Five members of the sub 44 club were in the final. Starting fast, Norman, Michael Cherry, James and Isaac Makwala made up most of the stagger on the athletes to their outside, Christopher Taylor, Gardiner, Zambrano and Liemarvin Bonevacia respectively. Down the backstretch, Norman and James kept up the pressure, while Cherry and Makwala backed off. Gardiner began to speed up chasing Norman, visible to his outside. Through the final turn Gardiner gained on Norman. To the inside, Zambrano seemed to be marking James who had already made up the stagger and was inside of him. And Makwala ran a strong turn. Coming onto the home straight, James had the edge, with Makwala and Gardiner next, with Norman and Zambrano a metre behind them. James began to strain, Norman and Makwala were losing ground as Gardiner cruised past him into the lead. Zambrano was running fastest of all, passing James. Cherry passed Norman and set sail after James. Gardiner crossed the finish line, easing up with a 2 metre victory. Zambrano had a metre and a half on James and Cherry dipping at the finish line. James got the nod for bronze to complete his set of medals.

Background
This was the 29th appearance of the event, which is one of 12 athletics events to have been held at every Summer Olympics.

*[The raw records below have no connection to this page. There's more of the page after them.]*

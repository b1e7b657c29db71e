//! Unread activity engine.
//!
//! A read-only, three-way reconciliation between a membership's group-level
//! view time, per-discussion read logs, and discussion/comment timestamps.
//! The engine holds no state and performs no writes; gathering the facts is
//! the service's job, deciding on them is a pure function's.

use std::collections::HashMap;

use agora_common::{AppResult, IdGenerator};
use agora_db::entities::discussion_reader;
use agora_db::repositories::{
    DiscussionReaderRepository, DiscussionRepository, MembershipRepository,
};
use chrono::{DateTime, Utc};

/// Timestamps of one discussion in the group.
#[derive(Debug, Clone)]
pub struct DiscussionFacts {
    pub id: String,
    pub created_at: DateTime<Utc>,
    pub last_comment_at: Option<DateTime<Utc>>,
}

/// Author and time of one comment on any of the group's discussions.
#[derive(Debug, Clone)]
pub struct CommentFacts {
    pub author_id: String,
    pub created_at: DateTime<Utc>,
}

/// Everything the reconciliation needs, snapshotted from the collaborators.
#[derive(Debug, Clone, Default)]
pub struct GroupActivityFacts {
    /// User whose unread state is being computed.
    pub user_id: String,
    /// The membership's `group_last_viewed_at`; `None` means never viewed.
    pub group_last_viewed_at: Option<DateTime<Utc>>,
    /// Discussions in the group.
    pub discussions: Vec<DiscussionFacts>,
    /// Comments on those discussions since the group was last viewed.
    pub comments: Vec<CommentFacts>,
    /// The user's read log: discussion id -> `last_viewed_at`.
    pub read_logs: HashMap<String, DateTime<Utc>>,
}

/// Whether `at` falls after the user's group-level view time. A user who
/// never viewed the group has everything after.
fn is_after_group_view(at: DateTime<Utc>, last_viewed: Option<DateTime<Utc>>) -> bool {
    last_viewed.is_none_or(|last_viewed| at > last_viewed)
}

/// Discussions created since the last group view that the user has never
/// read-logged at all. A pure set difference.
fn unread_new_discussion_ids(facts: &GroupActivityFacts) -> Vec<&str> {
    facts
        .discussions
        .iter()
        .filter(|d| {
            is_after_group_view(d.created_at, facts.group_last_viewed_at)
                && !facts.read_logs.contains_key(&d.id)
        })
        .map(|d| d.id.as_str())
        .collect()
}

/// The three-way reconciliation.
///
/// `unread_comments` requires BOTH a stale group-level view time (some
/// other-authored comment arrived after it) AND a stale per-discussion read
/// log (some read-logged discussion changed since the user last read it).
/// The double condition is deliberate and preserved as-is.
#[must_use]
pub fn has_unread_activity(facts: &GroupActivityFacts) -> bool {
    let new_comments_since_group_view = facts.comments.iter().any(|c| {
        c.author_id != facts.user_id
            && is_after_group_view(c.created_at, facts.group_last_viewed_at)
    });

    let stale_read_log = facts.discussions.iter().any(|d| {
        match (facts.read_logs.get(&d.id), d.last_comment_at) {
            (Some(read_at), Some(last_comment_at)) => *read_at < last_comment_at,
            _ => false,
        }
    });

    let unread_comments = new_comments_since_group_view && stale_read_log;

    unread_comments || !unread_new_discussion_ids(facts).is_empty()
}

/// Service computing unread activity over collaborator-owned data.
#[derive(Clone)]
pub struct ActivityService {
    membership_repo: MembershipRepository,
    discussion_repo: DiscussionRepository,
    reader_repo: DiscussionReaderRepository,
    id_gen: IdGenerator,
}

impl ActivityService {
    /// Create a new activity service.
    #[must_use]
    pub const fn new(
        membership_repo: MembershipRepository,
        discussion_repo: DiscussionRepository,
        reader_repo: DiscussionReaderRepository,
    ) -> Self {
        Self {
            membership_repo,
            discussion_repo,
            reader_repo,
            id_gen: IdGenerator::new(),
        }
    }

    /// Whether the user has unseen discussion/comment content in the group.
    ///
    /// A user with no membership has no tracking state and yields `false`;
    /// this query never raises a domain error for that case.
    pub async fn has_unread_activity(&self, group_id: &str, user_id: &str) -> AppResult<bool> {
        let Some(membership) = self
            .membership_repo
            .find_by_group_and_user(group_id, user_id)
            .await?
        else {
            return Ok(false);
        };

        let group_last_viewed_at: Option<DateTime<Utc>> =
            membership.group_last_viewed_at.map(Into::into);

        let discussions = self.discussion_repo.find_by_group(group_id).await?;
        let discussion_ids: Vec<String> = discussions.iter().map(|d| d.id.clone()).collect();

        let since = group_last_viewed_at.unwrap_or(DateTime::<Utc>::MIN_UTC);
        let comments = self
            .discussion_repo
            .comments_since(&discussion_ids, since)
            .await?;

        let read_logs: HashMap<String, DateTime<Utc>> = self
            .reader_repo
            .find_for_user(user_id, &discussion_ids)
            .await?
            .into_iter()
            .map(|r: discussion_reader::Model| (r.discussion_id, r.last_viewed_at.into()))
            .collect();

        let facts = GroupActivityFacts {
            user_id: user_id.to_string(),
            group_last_viewed_at,
            discussions: discussions
                .into_iter()
                .map(|d| DiscussionFacts {
                    id: d.id,
                    created_at: d.created_at.into(),
                    last_comment_at: d.last_comment_at.map(Into::into),
                })
                .collect(),
            comments: comments
                .into_iter()
                .map(|c| CommentFacts {
                    author_id: c.author_id,
                    created_at: c.created_at.into(),
                })
                .collect(),
            read_logs,
        };

        Ok(has_unread_activity(&facts))
    }

    /// Record that the user read a discussion at `at`.
    pub async fn mark_discussion_read(
        &self,
        discussion_id: &str,
        user_id: &str,
        at: DateTime<Utc>,
    ) -> AppResult<discussion_reader::Model> {
        self.reader_repo
            .mark_read(self.id_gen.generate(), discussion_id, user_id, at)
            .await
    }
}

#[cfg(test)]
mod tests {
    use super::*;
    use chrono::TimeDelta;
    use maplit::hashmap;

    fn t0() -> DateTime<Utc> {
        Utc::now()
    }

    fn facts_with(
        user_id: &str,
        group_last_viewed_at: Option<DateTime<Utc>>,
    ) -> GroupActivityFacts {
        GroupActivityFacts {
            user_id: user_id.to_string(),
            group_last_viewed_at,
            ..GroupActivityFacts::default()
        }
    }

    #[test]
    fn test_empty_group_has_no_unread_activity() {
        let facts = facts_with("usr1", Some(t0()));
        assert!(!has_unread_activity(&facts));
    }

    #[test]
    fn test_stale_group_view_and_stale_read_log_is_unread() {
        let t0 = t0();
        let mut facts = facts_with("usr1", Some(t0));
        facts.discussions = vec![DiscussionFacts {
            id: "dsc1".to_string(),
            created_at: t0 - TimeDelta::hours(1),
            last_comment_at: Some(t0 + TimeDelta::seconds(1)),
        }];
        facts.comments = vec![CommentFacts {
            author_id: "usr2".to_string(),
            created_at: t0 + TimeDelta::seconds(1),
        }];
        facts.read_logs = hashmap! {
            "dsc1".to_string() => t0 - TimeDelta::seconds(1),
        };

        assert!(has_unread_activity(&facts));
    }

    #[test]
    fn test_fresh_read_log_clears_unread_comments() {
        let t0 = t0();
        let mut facts = facts_with("usr1", Some(t0));
        facts.discussions = vec![DiscussionFacts {
            id: "dsc1".to_string(),
            created_at: t0 - TimeDelta::hours(1),
            last_comment_at: Some(t0 + TimeDelta::seconds(1)),
        }];
        facts.comments = vec![CommentFacts {
            author_id: "usr2".to_string(),
            created_at: t0 + TimeDelta::seconds(1),
        }];
        // Read log is after the last comment: the discussion-level check
        // fails, and with it the whole AND.
        facts.read_logs = hashmap! {
            "dsc1".to_string() => t0 + TimeDelta::seconds(2),
        };

        assert!(!has_unread_activity(&facts));
    }

    #[test]
    fn test_own_comments_do_not_count() {
        let t0 = t0();
        let mut facts = facts_with("usr1", Some(t0));
        facts.discussions = vec![DiscussionFacts {
            id: "dsc1".to_string(),
            created_at: t0 - TimeDelta::hours(1),
            last_comment_at: Some(t0 + TimeDelta::seconds(1)),
        }];
        facts.comments = vec![CommentFacts {
            author_id: "usr1".to_string(),
            created_at: t0 + TimeDelta::seconds(1),
        }];
        facts.read_logs = hashmap! {
            "dsc1".to_string() => t0 - TimeDelta::seconds(1),
        };

        assert!(!has_unread_activity(&facts));
    }

    #[test]
    fn test_new_discussion_without_read_log_is_unread() {
        let t0 = t0();
        let mut facts = facts_with("usr1", Some(t0));
        facts.discussions = vec![DiscussionFacts {
            id: "dsc2".to_string(),
            created_at: t0 + TimeDelta::seconds(5),
            last_comment_at: None,
        }];

        assert!(has_unread_activity(&facts));
    }

    #[test]
    fn test_new_discussion_with_read_log_is_not_new() {
        let t0 = t0();
        let mut facts = facts_with("usr1", Some(t0));
        facts.discussions = vec![DiscussionFacts {
            id: "dsc2".to_string(),
            created_at: t0 + TimeDelta::seconds(5),
            last_comment_at: None,
        }];
        facts.read_logs = hashmap! {
            "dsc2".to_string() => t0 + TimeDelta::seconds(6),
        };

        assert!(!has_unread_activity(&facts));
    }

    #[test]
    fn test_never_viewed_group_sees_everything_as_new() {
        let t0 = t0();
        let mut facts = facts_with("usr1", None);
        facts.discussions = vec![DiscussionFacts {
            id: "dsc1".to_string(),
            created_at: t0 - TimeDelta::days(30),
            last_comment_at: None,
        }];

        assert!(has_unread_activity(&facts));
    }

    #[test]
    fn test_unread_new_discussion_ids_is_a_set_difference() {
        let t0 = t0();
        let mut facts = facts_with("usr1", Some(t0));
        facts.discussions = vec![
            DiscussionFacts {
                id: "dsc1".to_string(),
                created_at: t0 + TimeDelta::seconds(1),
                last_comment_at: None,
            },
            DiscussionFacts {
                id: "dsc2".to_string(),
                created_at: t0 + TimeDelta::seconds(2),
                last_comment_at: None,
            },
            DiscussionFacts {
                id: "dsc3".to_string(),
                created_at: t0 - TimeDelta::seconds(2),
                last_comment_at: None,
            },
        ];
        facts.read_logs = hashmap! {
            "dsc2".to_string() => t0 + TimeDelta::seconds(3),
        };

        assert_eq!(unread_new_discussion_ids(&facts), vec!["dsc1"]);
    }
}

For the first time in Olympic history, no nations made their men's 400 metres debut this Games. The United States made its 28th appearance, most of any nation, having missed only the boycotted 1980 Games.

Qualification

A National Olympic Committee (NOC) could enter up to 3 qualified athletes in the men's 400 metres event if all athletes meet the entry standard or qualify by ranking during the qualifying period. (The limit of 3 has been in place since the 1930 Olympic Congress.) The qualifying standard is 44.90 seconds. This standard was "set for the sole purpose of qualifying athletes with exceptional performances unable to qualify through the IAAF World Rankings pathway." The world rankings, based on the average of the best five results for the athlete over the qualifying period and weighted by the importance of the meet, will then be used to qualify athletes until the cap of 48 is reached.

The qualifying period was originally from 1 May 2019 to 29 June 2020. Due to the COVID-19 pandemic, the period was suspended from 6 April 2020 to 30 November 2020, with the end date extended to 29 June 2021. The world rankings period start date was also changed from 1 May 2019 to 30 June 2020; athletes who had met the qualifying standard during that time were still qualified, but those using world rankings would not be able to count performances during that time. The qualifying time standards could be obtained in various meets during the given period that have the approval of the IAAF. Both indoor and outdoor meets are eligible. The most recent Area Championships may be counted in the ranking, even if not during the qualifying period.

NOCs can also use their universality place—each NOC can enter one male athlete regardless of time if they had no male athletes meeting the entry standard for an athletics event—in the 400 metres.

Entry number: 48.

Competition format
The event continued to use the three-round format introduced in 2004. There were 6 heats, with the top 3 in each heat and the next 6 fastest overall advancing to the semifinals. There were 3 semifinals, with the top 2 in each semifinal and the next 2 overall advancing to the final.

Records
Prior to this competition, the existing world and Olympic records were as follows.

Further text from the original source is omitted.